Task to carry out
Keep every line of the data below that has the string "migrate" and present those lines.

Given data

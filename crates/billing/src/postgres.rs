//! Postgres-backed billing store

use async_trait::async_trait;
use sqlx::PgPool;
use time::OffsetDateTime;
use uuid::Uuid;

use crate::error::{BillingError, BillingResult};
use crate::store::{version_conflict, BillingStore, Transaction, VersionedWrite};
use crate::subscriptions::Subscription;

/// Row type for the subscriptions table
#[derive(Debug, sqlx::FromRow)]
struct SubscriptionRow {
    id: Uuid,
    user_id: Uuid,
    plan_id: String,
    status: String,
    billing_period: String,
    current_period_start: Option<OffsetDateTime>,
    current_period_end: Option<OffsetDateTime>,
    cancel_at_period_end: bool,
    cancelled_at: Option<OffsetDateTime>,
    last_payment_date: Option<OffsetDateTime>,
    last_payment_amount: Option<i64>,
    version: i64,
    created_at: OffsetDateTime,
    updated_at: OffsetDateTime,
}

impl TryFrom<SubscriptionRow> for Subscription {
    type Error = BillingError;

    fn try_from(row: SubscriptionRow) -> Result<Self, Self::Error> {
        Ok(Subscription {
            id: row.id,
            user_id: row.user_id,
            plan_id: row.plan_id,
            status: row.status.parse()?,
            billing_period: row.billing_period.parse()?,
            current_period_start: row.current_period_start,
            current_period_end: row.current_period_end,
            cancel_at_period_end: row.cancel_at_period_end,
            cancelled_at: row.cancelled_at,
            last_payment_date: row.last_payment_date,
            last_payment_amount: row.last_payment_amount,
            version: row.version,
            created_at: row.created_at,
            updated_at: row.updated_at,
        })
    }
}

/// Row type for the transactions table
#[derive(Debug, sqlx::FromRow)]
struct TransactionRow {
    id: Uuid,
    subscription_id: Uuid,
    amount_cents: i64,
    currency: String,
    gateway_reference: String,
    status: String,
    failure_reason: Option<String>,
    created_at: OffsetDateTime,
}

impl TryFrom<TransactionRow> for Transaction {
    type Error = BillingError;

    fn try_from(row: TransactionRow) -> Result<Self, Self::Error> {
        Ok(Transaction {
            id: row.id,
            subscription_id: row.subscription_id,
            amount_cents: row.amount_cents,
            currency: row.currency,
            gateway_reference: row.gateway_reference,
            status: row.status.parse()?,
            failure_reason: row.failure_reason,
            created_at: row.created_at,
        })
    }
}

const SUBSCRIPTION_COLUMNS: &str = r#"
    id, user_id, plan_id, status, billing_period, current_period_start,
    current_period_end, cancel_at_period_end, cancelled_at, last_payment_date,
    last_payment_amount, version, created_at, updated_at
"#;

const UPDATE_SUBSCRIPTION: &str = r#"
    UPDATE subscriptions
    SET status = $2,
        current_period_start = $3,
        current_period_end = $4,
        cancel_at_period_end = $5,
        cancelled_at = $6,
        last_payment_date = $7,
        last_payment_amount = $8,
        version = $9,
        updated_at = $10
    WHERE id = $1 AND version = $11
"#;

fn update_query<'q>(
    write: &VersionedWrite<'q>,
) -> sqlx::query::Query<'q, sqlx::Postgres, sqlx::postgres::PgArguments> {
    let s = write.subscription;
    sqlx::query(UPDATE_SUBSCRIPTION)
        .bind(s.id)
        .bind(s.status.as_str())
        .bind(s.current_period_start)
        .bind(s.current_period_end)
        .bind(s.cancel_at_period_end)
        .bind(s.cancelled_at)
        .bind(s.last_payment_date)
        .bind(s.last_payment_amount)
        .bind(s.version)
        .bind(s.updated_at)
        .bind(write.expected_version)
}

pub struct PgBillingStore {
    pool: PgPool,
}

impl PgBillingStore {
    pub fn new(pool: PgPool) -> Self {
        Self { pool }
    }

    /// Apply the bundled schema migrations
    pub async fn migrate(&self) -> BillingResult<()> {
        sqlx::migrate!("./migrations")
            .run(&self.pool)
            .await
            .map_err(|e| BillingError::Database(format!("migration failed: {}", e)))
    }
}

#[async_trait]
impl BillingStore for PgBillingStore {
    async fn insert_subscription(&self, s: &Subscription) -> BillingResult<()> {
        sqlx::query(
            r#"
            INSERT INTO subscriptions
                (id, user_id, plan_id, status, billing_period, current_period_start,
                 current_period_end, cancel_at_period_end, cancelled_at, last_payment_date,
                 last_payment_amount, version, created_at, updated_at)
            VALUES ($1, $2, $3, $4, $5, $6, $7, $8, $9, $10, $11, $12, $13, $14)
            "#,
        )
        .bind(s.id)
        .bind(s.user_id)
        .bind(&s.plan_id)
        .bind(s.status.as_str())
        .bind(s.billing_period.as_str())
        .bind(s.current_period_start)
        .bind(s.current_period_end)
        .bind(s.cancel_at_period_end)
        .bind(s.cancelled_at)
        .bind(s.last_payment_date)
        .bind(s.last_payment_amount)
        .bind(s.version)
        .bind(s.created_at)
        .bind(s.updated_at)
        .execute(&self.pool)
        .await?;
        Ok(())
    }

    async fn get_subscription(&self, id: Uuid) -> BillingResult<Option<Subscription>> {
        let row: Option<SubscriptionRow> = sqlx::query_as(&format!(
            "SELECT {} FROM subscriptions WHERE id = $1",
            SUBSCRIPTION_COLUMNS
        ))
        .bind(id)
        .fetch_optional(&self.pool)
        .await?;

        row.map(Subscription::try_from).transpose()
    }

    async fn update_subscription(&self, write: VersionedWrite<'_>) -> BillingResult<()> {
        let result = update_query(&write).execute(&self.pool).await?;
        if result.rows_affected() == 0 {
            return Err(version_conflict(write.subscription.id));
        }
        Ok(())
    }

    async fn find_transaction(&self, gateway_reference: &str) -> BillingResult<Option<Transaction>> {
        let row: Option<TransactionRow> = sqlx::query_as(
            r#"
            SELECT id, subscription_id, amount_cents, currency, gateway_reference,
                   status, failure_reason, created_at
            FROM transactions
            WHERE gateway_reference = $1
            "#,
        )
        .bind(gateway_reference)
        .fetch_optional(&self.pool)
        .await?;

        row.map(Transaction::try_from).transpose()
    }

    async fn list_transactions(&self, subscription_id: Uuid) -> BillingResult<Vec<Transaction>> {
        let rows: Vec<TransactionRow> = sqlx::query_as(
            r#"
            SELECT id, subscription_id, amount_cents, currency, gateway_reference,
                   status, failure_reason, created_at
            FROM transactions
            WHERE subscription_id = $1
            ORDER BY created_at ASC
            "#,
        )
        .bind(subscription_id)
        .fetch_all(&self.pool)
        .await?;

        rows.into_iter().map(Transaction::try_from).collect()
    }

    async fn commit_payment(
        &self,
        transaction: &Transaction,
        subscription: Option<VersionedWrite<'_>>,
    ) -> BillingResult<()> {
        let mut db_tx = self.pool.begin().await?;

        sqlx::query(
            r#"
            INSERT INTO transactions
                (id, subscription_id, amount_cents, currency, gateway_reference,
                 status, failure_reason, created_at)
            VALUES ($1, $2, $3, $4, $5, $6, $7, $8)
            ON CONFLICT (gateway_reference) DO UPDATE SET
                status = EXCLUDED.status,
                failure_reason = EXCLUDED.failure_reason
            "#,
        )
        .bind(transaction.id)
        .bind(transaction.subscription_id)
        .bind(transaction.amount_cents)
        .bind(&transaction.currency)
        .bind(&transaction.gateway_reference)
        .bind(transaction.status.as_str())
        .bind(&transaction.failure_reason)
        .bind(transaction.created_at)
        .execute(&mut *db_tx)
        .await?;

        if let Some(write) = subscription {
            let result = update_query(&write).execute(&mut *db_tx).await?;
            if result.rows_affected() == 0 {
                db_tx.rollback().await?;
                return Err(version_conflict(write.subscription.id));
            }
        }

        db_tx.commit().await?;
        Ok(())
    }

    async fn list_period_ended(
        &self,
        now: OffsetDateTime,
        limit: i64,
    ) -> BillingResult<Vec<Subscription>> {
        let rows: Vec<SubscriptionRow> = sqlx::query_as(&format!(
            r#"
            SELECT {}
            FROM subscriptions
            WHERE (status = 'active' OR (status = 'past_due' AND cancel_at_period_end))
              AND current_period_end IS NOT NULL
              AND current_period_end <= $1
            ORDER BY current_period_end ASC
            LIMIT $2
            "#,
            SUBSCRIPTION_COLUMNS
        ))
        .bind(now)
        .bind(limit)
        .fetch_all(&self.pool)
        .await?;

        rows.into_iter().map(Subscription::try_from).collect()
    }
}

Written reply
    pub async fn migrate(&self) -> BillingResult<()> {
        sqlx::migrate!("./migrations")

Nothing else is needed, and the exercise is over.